Humane Soc'y of the United States v. Glickman

ELR Citation: 30 ELR 20758
Nos. No. 99-5309, 217 F.3d 882/50 ERC 2089/(D.C. Cir., 07/18/2000)

The court holds that the U.S. Department of Agriculture (USDA) violated Migratory Bird Treaty Act (MBTA) §703 when, without a permit from the U.S. Department of the Interior (DOI), it killed Canada geese during the implementation of its integrated goose management plan. The court first holds that MBTA §703 prohibits anyone, including federal agencies, from killing any migratory bird without a permit. Federal agencies are not exempt from §703 by virtue of the MBTA §707(a) criminal penalty provision, under which the term "person" does not include the sovereign. MBTA §703 can be enforced against the federal government through a suit against the appropriate federal officer for injunctive relief.
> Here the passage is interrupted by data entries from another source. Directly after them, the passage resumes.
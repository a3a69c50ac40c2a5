//! Status derivation, sync and recover flows against the mock cluster
//! and daemon. The canned mock state desires `cid1` and `cid3` while the
//! daemon only holds `cid1`, so `cid3` is drifting from the start.

mod common;

use std::time::Duration;

use capstan_core::testutil as mock;
use capstan_core::{IpfsPinStatus, Pin, TrackerStatus};
use capstan_tracker::{OperationKind, Phase, Tracker, TrackerConfig, TrackerError};

use common::{tracker_pair, wait_for_status};

fn seed_error_record(tracker: &Tracker, cid: capstan_core::Cid, kind: OperationKind) {
    tracker
        .optracker()
        .track_new_operation(Pin::cid_only(cid.clone()), kind, Phase::Queued)
        .expect("record installs");
    tracker.optracker().set_error(&cid, "test error");
}

#[tokio::test]
async fn status_joins_cluster_and_daemon() {
    let (tracker, rpc) = tracker_pair();

    // Desired and held.
    let info = tracker.status(&mock::cid1()).await.unwrap();
    assert_eq!(info.status, TrackerStatus::Pinned);
    assert!(info.error.is_none());

    // Desired and missing.
    let info = tracker.status(&mock::cid3()).await.unwrap();
    assert_eq!(info.status, TrackerStatus::PinError);
    assert!(info.error.is_some());

    // Neither desired nor held.
    let info = tracker.status(&mock::cid4()).await.unwrap();
    assert_eq!(info.status, TrackerStatus::Unpinned);

    // Held without being desired.
    rpc.set_daemon_status(mock::cid4(), IpfsPinStatus::Recursive);
    let info = tracker.status(&mock::cid4()).await.unwrap();
    assert_eq!(info.status, TrackerStatus::UnpinError);

    tracker.shutdown().await.unwrap();
}

#[tokio::test]
async fn status_reports_remote_allocations() {
    let (tracker, rpc) = tracker_pair();
    rpc.set_cluster_pin(Pin::cid_only(mock::cid4()).with_allocations(vec![mock::peer2()]));

    let info = tracker.status(&mock::cid4()).await.unwrap();
    assert_eq!(info.status, TrackerStatus::Remote);
    tracker.shutdown().await.unwrap();
}

#[tokio::test]
async fn status_prefers_operation_records() {
    let (tracker, _rpc) = tracker_pair();
    let slow = mock::slow_cid1();

    tracker.track(Pin::cid_only(slow.clone())).unwrap();
    wait_for_status(&tracker, &slow, TrackerStatus::Pinning, Duration::from_secs(1)).await;

    let info = tracker.status(&slow).await.unwrap();
    assert_eq!(info.status, TrackerStatus::Pinning);
    tracker.shutdown().await.unwrap();
}

#[tokio::test]
async fn status_all_joins_and_omits_irrelevant_cids() {
    let (tracker, rpc) = tracker_pair();
    // Undesired content held by the daemon.
    rpc.set_daemon_status(mock::cid2(), IpfsPinStatus::Recursive);

    let rows = tracker.status_all().await.unwrap();
    let get = |cid: &capstan_core::Cid| {
        rows.iter()
            .find(|r| r.cid == *cid)
            .map(|r| r.status)
    };

    assert_eq!(get(&mock::cid1()), Some(TrackerStatus::Pinned));
    assert_eq!(get(&mock::cid2()), Some(TrackerStatus::UnpinError));
    assert_eq!(get(&mock::cid3()), Some(TrackerStatus::PinError));
    assert_eq!(get(&mock::cid4()), None, "unknown CIDs are omitted");

    let mut sorted = rows.clone();
    sorted.sort_by(|a, b| a.cid.cmp(&b.cid));
    assert_eq!(rows, sorted, "rows come back ordered by CID");

    tracker.shutdown().await.unwrap();
}

#[tokio::test]
async fn sync_all_reports_errored_cids_and_corrects_drift() {
    let (tracker, rpc) = tracker_pair();

    seed_error_record(&tracker, mock::cid1(), OperationKind::Pin);
    seed_error_record(&tracker, mock::cid2(), OperationKind::Pin);

    let synced = tracker.sync_all().await.unwrap();
    let get = |cid: &capstan_core::Cid| {
        synced.iter().find(|r| r.cid == *cid).map(|r| r.status)
    };

    // cid1: the daemon already holds it, the failure was stale.
    assert_eq!(get(&mock::cid1()), Some(TrackerStatus::Pinned));
    assert!(tracker.optracker().get(&mock::cid1()).is_none());
    // cid2: neither desired nor held, the record was moot.
    assert_eq!(get(&mock::cid2()), Some(TrackerStatus::Unpinned));
    // cid3: desired and missing, corrective pin enqueued. The worker may
    // already be executing it by the time the snapshot is taken.
    assert!(matches!(
        get(&mock::cid3()),
        Some(TrackerStatus::PinQueued | TrackerStatus::Pinning | TrackerStatus::Pinned)
    ));
    assert_eq!(synced.len(), 3);

    wait_for_status(&tracker, &mock::cid3(), TrackerStatus::Pinned, Duration::from_secs(2)).await;
    assert!(rpc.pin_log().contains(&mock::cid3()));

    // With the drift corrected, a second pass has nothing to report.
    let synced = tracker.sync_all().await.unwrap();
    assert!(synced.is_empty());

    tracker.shutdown().await.unwrap();
}

#[tokio::test]
async fn sync_all_releases_content_allocated_elsewhere() {
    let (tracker, rpc) = tracker_pair();
    let pin = Pin::cid_only(mock::cid4()).with_allocations(vec![mock::peer2()]);
    rpc.set_cluster_pin(pin.clone());
    rpc.set_daemon_status(mock::cid4(), IpfsPinStatus::Recursive);

    tracker.track(pin).unwrap();
    assert_eq!(
        tracker.optracker().status(&mock::cid4()),
        Some(TrackerStatus::Remote)
    );

    let synced = tracker.sync_all().await.unwrap();
    // The leftover daemon copy is released without being reported.
    assert!(synced.iter().all(|r| r.cid != mock::cid4()));
    wait_for_status(&tracker, &mock::cid4(), TrackerStatus::Unpinned, Duration::from_secs(2)).await;
    assert!(rpc.unpin_log().contains(&mock::cid4()));

    tracker.shutdown().await.unwrap();
}

#[tokio::test]
async fn recover_requeues_failed_pin() {
    let (tracker, rpc) = tracker_pair();
    seed_error_record(&tracker, mock::cid3(), OperationKind::Pin);

    let info = tracker.recover(&mock::cid3()).await.unwrap();
    assert!(matches!(
        info.status,
        TrackerStatus::PinQueued | TrackerStatus::Pinning | TrackerStatus::Pinned
    ));

    wait_for_status(&tracker, &mock::cid3(), TrackerStatus::Pinned, Duration::from_secs(2)).await;
    assert!(rpc.pin_log().contains(&mock::cid3()));
    tracker.shutdown().await.unwrap();
}

#[tokio::test]
async fn recover_requeues_failed_unpin() {
    let (tracker, rpc) = tracker_pair();
    // The daemon holds content nobody wants anymore; a previous unpin
    // failed.
    rpc.set_daemon_status(mock::cid2(), IpfsPinStatus::Recursive);
    seed_error_record(&tracker, mock::cid2(), OperationKind::Unpin);

    let info = tracker.recover(&mock::cid2()).await.unwrap();
    assert!(matches!(
        info.status,
        TrackerStatus::UnpinQueued | TrackerStatus::Unpinning | TrackerStatus::Unpinned
    ));

    wait_for_status(&tracker, &mock::cid2(), TrackerStatus::Unpinned, Duration::from_secs(2)).await;
    assert!(rpc.unpin_log().contains(&mock::cid2()));
    tracker.shutdown().await.unwrap();
}

#[tokio::test]
async fn recover_leaves_nominal_cids_alone() {
    let (tracker, rpc) = tracker_pair();

    let info = tracker.recover(&mock::cid1()).await.unwrap();
    assert_eq!(info.status, TrackerStatus::Pinned);
    assert!(tracker.optracker().is_empty());
    assert!(rpc.pin_log().is_empty());
    tracker.shutdown().await.unwrap();
}

#[tokio::test]
async fn recover_all_targets_only_errors() {
    let (tracker, rpc) = tracker_pair();
    rpc.set_daemon_status(mock::cid2(), IpfsPinStatus::Recursive);
    seed_error_record(&tracker, mock::cid2(), OperationKind::Unpin);

    let infos = tracker.recover_all().await.unwrap();
    let get = |cid: &capstan_core::Cid| {
        infos.iter().find(|r| r.cid == *cid).map(|r| r.status)
    };

    // The failed unpin and the canned drift of cid3 both get work.
    assert!(matches!(
        get(&mock::cid2()),
        Some(TrackerStatus::UnpinQueued | TrackerStatus::Unpinning | TrackerStatus::Unpinned)
    ));
    assert!(matches!(
        get(&mock::cid3()),
        Some(TrackerStatus::PinQueued | TrackerStatus::Pinning | TrackerStatus::Pinned)
    ));
    assert_eq!(get(&mock::cid1()), None);

    wait_for_status(&tracker, &mock::cid2(), TrackerStatus::Unpinned, Duration::from_secs(2)).await;
    wait_for_status(&tracker, &mock::cid3(), TrackerStatus::Pinned, Duration::from_secs(2)).await;
    tracker.shutdown().await.unwrap();
}

#[tokio::test]
async fn queries_fail_without_a_client() {
    let tracker = Tracker::new(TrackerConfig::default(), mock::peer1(), "peer1");
    let err = tracker.status(&mock::cid1()).await.unwrap_err();
    assert_eq!(
        err.downcast_ref::<TrackerError>(),
        Some(&TrackerError::ClientNotSet)
    );
}
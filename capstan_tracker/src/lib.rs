//! # Capstan stateless pin tracker
//!
//! Translates desired-state changes from the cluster into bounded,
//! cancellable pin and unpin operations against the local storage
//! daemon, tracks their progress, and reports reconciled status.
//!
//! The tracker is *stateless*: nothing is persisted, and its whole truth
//! is recomputable from the cluster's shared pin set plus the daemon's
//! own pin listing.
//!
//! ## Layers
//! 1. `optracker` – the operation map, the single mutable ground truth
//!    for queued and in-flight work.
//! 2. `worker` – fixed-concurrency executors draining one pin queue and
//!    one unpin queue.
//! 3. `reconcile` – status derivation by joining the cluster pin set,
//!    the daemon listing and the operation map; sync and recover flows.
//! 4. `tracker` – the [`Tracker`] facade applications use.

pub mod config;
pub mod optracker;
mod reconcile;
mod tracker;
mod worker;

pub use config::TrackerConfig;
pub use optracker::{Operation, OperationKind, OperationTracker, Phase};
pub use tracker::{Tracker, TrackerError};
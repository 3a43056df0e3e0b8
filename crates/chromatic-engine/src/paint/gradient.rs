use std::f32::consts::TAU;

use crate::coords::Anchor;
use crate::error::{GradientError, Result};

use super::{Color, GradientDirection, Hsl};

/// Default radius of radial gradients, relative to the shorter side of the painted box.
pub const DEFAULT_RADIUS: f32 = 0.5;

/// Default sweep end angle (one full turn, radians).
pub const DEFAULT_SWEEP_END: f32 = TAU;

/// Gradient spread behavior outside [0, 1] range.
#[derive(Debug, Copy, Clone, Default, Eq, PartialEq, Hash)]
pub enum SpreadMode {
    /// Clamp to edge stops.
    #[default]
    Pad,
    /// Repeat the gradient pattern.
    Repeat,
    /// Mirror-repeat the gradient pattern.
    Reflect,
}

/// Geometric pattern of a gradient.
#[derive(Debug, Copy, Clone, Eq, PartialEq, Hash)]
pub enum GradientKind {
    Linear,
    Radial,
    Sweep,
}

/// Kind-specific geometry. Each variant only carries the fields meaningful for it.
#[derive(Debug, Copy, Clone, PartialEq)]
pub enum GradientShape {
    Linear { direction: GradientDirection },
    Radial { center: Anchor, radius: f32 },
    /// Angles in radians, clockwise from the positive x axis.
    Sweep {
        center: Anchor,
        start_angle: f32,
        end_angle: f32,
    },
}

impl Default for GradientShape {
    fn default() -> Self {
        Self::Linear {
            direction: GradientDirection::LeftToRight,
        }
    }
}

impl GradientShape {
    #[inline]
    pub fn kind(&self) -> GradientKind {
        match self {
            Self::Linear { .. } => GradientKind::Linear,
            Self::Radial { .. } => GradientKind::Radial,
            Self::Sweep { .. } => GradientKind::Sweep,
        }
    }

    /// Radial shape with the default center and radius.
    pub fn radial() -> Self {
        Self::Radial {
            center: Anchor::CENTER,
            radius: DEFAULT_RADIUS,
        }
    }

    /// Full-turn sweep shape around the center.
    pub fn sweep() -> Self {
        Self::Sweep {
            center: Anchor::CENTER,
            start_angle: 0.0,
            end_angle: DEFAULT_SWEEP_END,
        }
    }

    fn validate(&self) -> Result<()> {
        match *self {
            Self::Linear { .. } => Ok(()),
            Self::Radial { center, radius } => {
                if !center.is_finite() {
                    return Err(GradientError::invalid_spec("radial center must be finite"));
                }
                if !(radius.is_finite() && radius > 0.0) {
                    return Err(GradientError::invalid_spec(format!(
                        "radius must be finite and positive, got {radius}"
                    )));
                }
                Ok(())
            }
            Self::Sweep {
                center,
                start_angle,
                end_angle,
            } => {
                if !center.is_finite() {
                    return Err(GradientError::invalid_spec("sweep center must be finite"));
                }
                if !(start_angle.is_finite() && end_angle.is_finite()) {
                    return Err(GradientError::invalid_spec("sweep angles must be finite"));
                }
                Ok(())
            }
        }
    }
}

/// Immutable gradient configuration.
///
/// Invariants (checked at construction, preserved by every transformation):
/// - at least 2 colors
/// - when present, `stops` has one finite value in [0, 1] per color
/// - radial radius is finite and positive; sweep angles are finite
///
/// Stop ordering is not enforced: [`reversed`](Self::reversed) reorders the
/// stop list without remapping its values.
#[derive(Debug, Clone, PartialEq)]
pub struct GradientSpec {
    colors: Vec<Color>,
    stops: Option<Vec<f32>>,
    shape: GradientShape,
    spread: SpreadMode,
}

impl GradientSpec {
    /// Linear left-to-right gradient over `colors` with evenly spaced stops.
    pub fn new(colors: impl Into<Vec<Color>>) -> Result<Self> {
        Self::builder(colors).build()
    }

    pub fn builder(colors: impl Into<Vec<Color>>) -> GradientSpecBuilder {
        GradientSpecBuilder {
            colors: colors.into(),
            stops: None,
            shape: GradientShape::default(),
            spread: SpreadMode::default(),
        }
    }

    fn validated(self) -> Result<Self> {
        if self.colors.len() < 2 {
            return Err(GradientError::invalid_spec(format!(
                "at least 2 colors required, got {}",
                self.colors.len()
            )));
        }
        if let Some(stops) = &self.stops {
            if stops.len() != self.colors.len() {
                return Err(GradientError::invalid_spec(format!(
                    "{} stops given for {} colors",
                    stops.len(),
                    self.colors.len()
                )));
            }
            let out_of_range = |s: &&f32| !(s.is_finite() && (0.0..=1.0).contains(*s));
            if let Some(bad) = stops.iter().find(out_of_range) {
                return Err(GradientError::invalid_spec(format!("stop {bad} outside [0, 1]")));
            }
        }
        self.shape.validate()?;
        Ok(self)
    }

    // ── accessors ─────────────────────────────────────────────────────────

    #[inline]
    pub fn colors(&self) -> &[Color] {
        &self.colors
    }

    #[inline]
    pub fn stops(&self) -> Option<&[f32]> {
        self.stops.as_deref()
    }

    #[inline]
    pub fn shape(&self) -> GradientShape {
        self.shape
    }

    #[inline]
    pub fn kind(&self) -> GradientKind {
        self.shape.kind()
    }

    #[inline]
    pub fn spread(&self) -> SpreadMode {
        self.spread
    }

    /// Linear direction; `LeftToRight` for other kinds.
    pub fn direction(&self) -> GradientDirection {
        match self.shape {
            GradientShape::Linear { direction } => direction,
            _ => GradientDirection::default(),
        }
    }

    /// Radial/sweep center; `Anchor::CENTER` for linear gradients.
    pub fn center(&self) -> Anchor {
        match self.shape {
            GradientShape::Radial { center, .. } | GradientShape::Sweep { center, .. } => center,
            GradientShape::Linear { .. } => Anchor::CENTER,
        }
    }

    /// Radial radius; [`DEFAULT_RADIUS`] for other kinds.
    pub fn radius(&self) -> f32 {
        match self.shape {
            GradientShape::Radial { radius, .. } => radius,
            _ => DEFAULT_RADIUS,
        }
    }

    /// Sweep start angle; `0` for other kinds.
    pub fn start_angle(&self) -> f32 {
        match self.shape {
            GradientShape::Sweep { start_angle, .. } => start_angle,
            _ => 0.0,
        }
    }

    /// Sweep end angle; [`DEFAULT_SWEEP_END`] for other kinds.
    pub fn end_angle(&self) -> f32 {
        match self.shape {
            GradientShape::Sweep { end_angle, .. } => end_angle,
            _ => DEFAULT_SWEEP_END,
        }
    }

    // ── transformations ───────────────────────────────────────────────────

    /// Reverses the color order.
    ///
    /// Stops are reversed as a list, not remapped to `1 - stop`: a spec with
    /// stops `[0.0, 0.2, 1.0]` comes back with `[1.0, 0.2, 0.0]`. Callers that
    /// want mirrored positions must remap them explicitly.
    pub fn reversed(&self) -> Self {
        let mut colors = self.colors.clone();
        colors.reverse();
        let stops = self.stops.as_ref().map(|s| s.iter().rev().copied().collect());
        Self {
            colors,
            stops,
            ..self.clone()
        }
    }

    /// Rotates a linear gradient by `quarter_turns` clockwise quarter turns.
    ///
    /// Radial and sweep gradients are returned unchanged.
    pub fn rotated(&self, quarter_turns: i32) -> Self {
        match self.shape {
            GradientShape::Linear { direction } => Self {
                shape: GradientShape::Linear {
                    direction: direction.rotated(quarter_turns),
                },
                ..self.clone()
            },
            _ => self.clone(),
        }
    }

    /// Moves every color towards `tint` by `strength` in [0, 1].
    pub fn tinted(&self, tint: Color, strength: f32) -> Self {
        self.map_colors(|c| c.lerp(tint, strength))
    }

    /// Scales HSL lightness by `factor` (clamped to [0, 1] afterwards).
    pub fn with_brightness(&self, factor: f32) -> Self {
        let factor = non_negative(factor);
        self.map_hsl(|hsl| hsl.with_lightness(hsl.l * factor))
    }

    /// Scales HSL saturation by `factor` (clamped to [0, 1] afterwards).
    pub fn with_saturation(&self, factor: f32) -> Self {
        let factor = non_negative(factor);
        self.map_hsl(|hsl| hsl.with_saturation(hsl.s * factor))
    }

    /// Scales every color's alpha by `factor`.
    pub fn with_opacity(&self, factor: f32) -> Self {
        let factor = non_negative(factor);
        self.map_colors(|c| c.with_opacity(c.opacity() * factor))
    }

    /// Rotates every color's hue by `degrees`.
    pub fn hue_shifted(&self, degrees: f32) -> Self {
        self.map_hsl(|hsl| hsl.with_hue(hsl.h + degrees))
    }

    pub fn with_stops(&self, stops: Option<Vec<f32>>) -> Result<Self> {
        Self {
            stops,
            ..self.clone()
        }
        .validated()
    }

    pub fn with_shape(&self, shape: GradientShape) -> Result<Self> {
        Self {
            shape,
            ..self.clone()
        }
        .validated()
    }

    pub fn with_spread(&self, spread: SpreadMode) -> Self {
        Self {
            spread,
            ..self.clone()
        }
    }

    fn map_colors(&self, f: impl Fn(Color) -> Color) -> Self {
        Self {
            colors: self.colors.iter().copied().map(f).collect(),
            ..self.clone()
        }
    }

    fn map_hsl(&self, f: impl Fn(Hsl) -> Hsl) -> Self {
        self.map_colors(|c| f(Hsl::from_color(c)).to_color())
    }
}

#[inline]
fn non_negative(v: f32) -> f32 {
    if v.is_nan() { 0.0 } else { v.max(0.0) }
}

/// Builder for [`GradientSpec`]; every field except the colors has a default.
#[derive(Debug, Clone)]
pub struct GradientSpecBuilder {
    colors: Vec<Color>,
    stops: Option<Vec<f32>>,
    shape: GradientShape,
    spread: SpreadMode,
}

impl GradientSpecBuilder {
    pub fn stops(mut self, stops: impl Into<Vec<f32>>) -> Self {
        self.stops = Some(stops.into());
        self
    }

    pub fn maybe_stops(mut self, stops: Option<Vec<f32>>) -> Self {
        self.stops = stops;
        self
    }

    pub fn direction(mut self, direction: GradientDirection) -> Self {
        self.shape = GradientShape::Linear { direction };
        self
    }

    pub fn radial(mut self, center: Anchor, radius: f32) -> Self {
        self.shape = GradientShape::Radial { center, radius };
        self
    }

    pub fn sweep(mut self, center: Anchor, start_angle: f32, end_angle: f32) -> Self {
        self.shape = GradientShape::Sweep { center, start_angle, end_angle };
        self
    }

    pub fn shape(mut self, shape: GradientShape) -> Self {
        self.shape = shape;
        self
    }

    pub fn spread(mut self, spread: SpreadMode) -> Self {
        self.spread = spread;
        self
    }

    /// Validates and freezes the configuration.
    ///
    /// # Errors
    ///
    /// Returns [`GradientError::InvalidSpec`] when fewer than 2 colors are given,
    /// the stops do not match the colors, or the shape parameters are invalid.
    pub fn build(self) -> Result<GradientSpec> {
        GradientSpec {
            colors: self.colors,
            stops: self.stops,
            shape: self.shape,
            spread: self.spread,
        }
        .validated()
    }
}
//! Coordinate types shared by gradient descriptors and hosts.
//!
//! Canonical pixel space:
//! - Logical pixels (DPI-aware)
//! - Origin top-left
//! - +X right, +Y down
//!
//! Gradient geometry is stored in normalized [`Anchor`] space and resolved
//! against a [`Rect`] only when a host asks for pixel positions.

mod anchor;
mod rect;
mod vec2;

pub use anchor::Anchor;
pub use rect::Rect;
pub use vec2::Vec2;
In addition, the MBTA implements the International Convention for the Protection of Migratory Birds treaty entered into between the United States and Canada. If the Canadian government slaughtered migratory birds in Canada without a permit, it would be in violation of the treaty. Thus, if a federal agency in the United States did the same, it too would violate the treaty. There is no reason to treat the MBTA differently from the treaty since the MBTA was meant to give effect to the treaty. Moreover, the USDA does not administer the MBTA, so its interpretation of §703 is entitled to no deference. Consequently, the court then holds that because the USDA did not obtain a permit from DOI, its implementation of the integrated goose management plan by taking and killing Canada geese violated MBTA §703.

Counsel for Appellees
Jonathan R. Lovvorn
Meyer & Glitzenstein
1601 Connecticut Ave. NW, Ste. 450, Washington DC 20009
(202) 588-5206

Counsel for Appellants
James C. Kilbourne
Environment and Natural Resources Division
U.S. Department of Justice, Washington DC 20530
(202) 514-2000

Before Edwards and Garland, JJ.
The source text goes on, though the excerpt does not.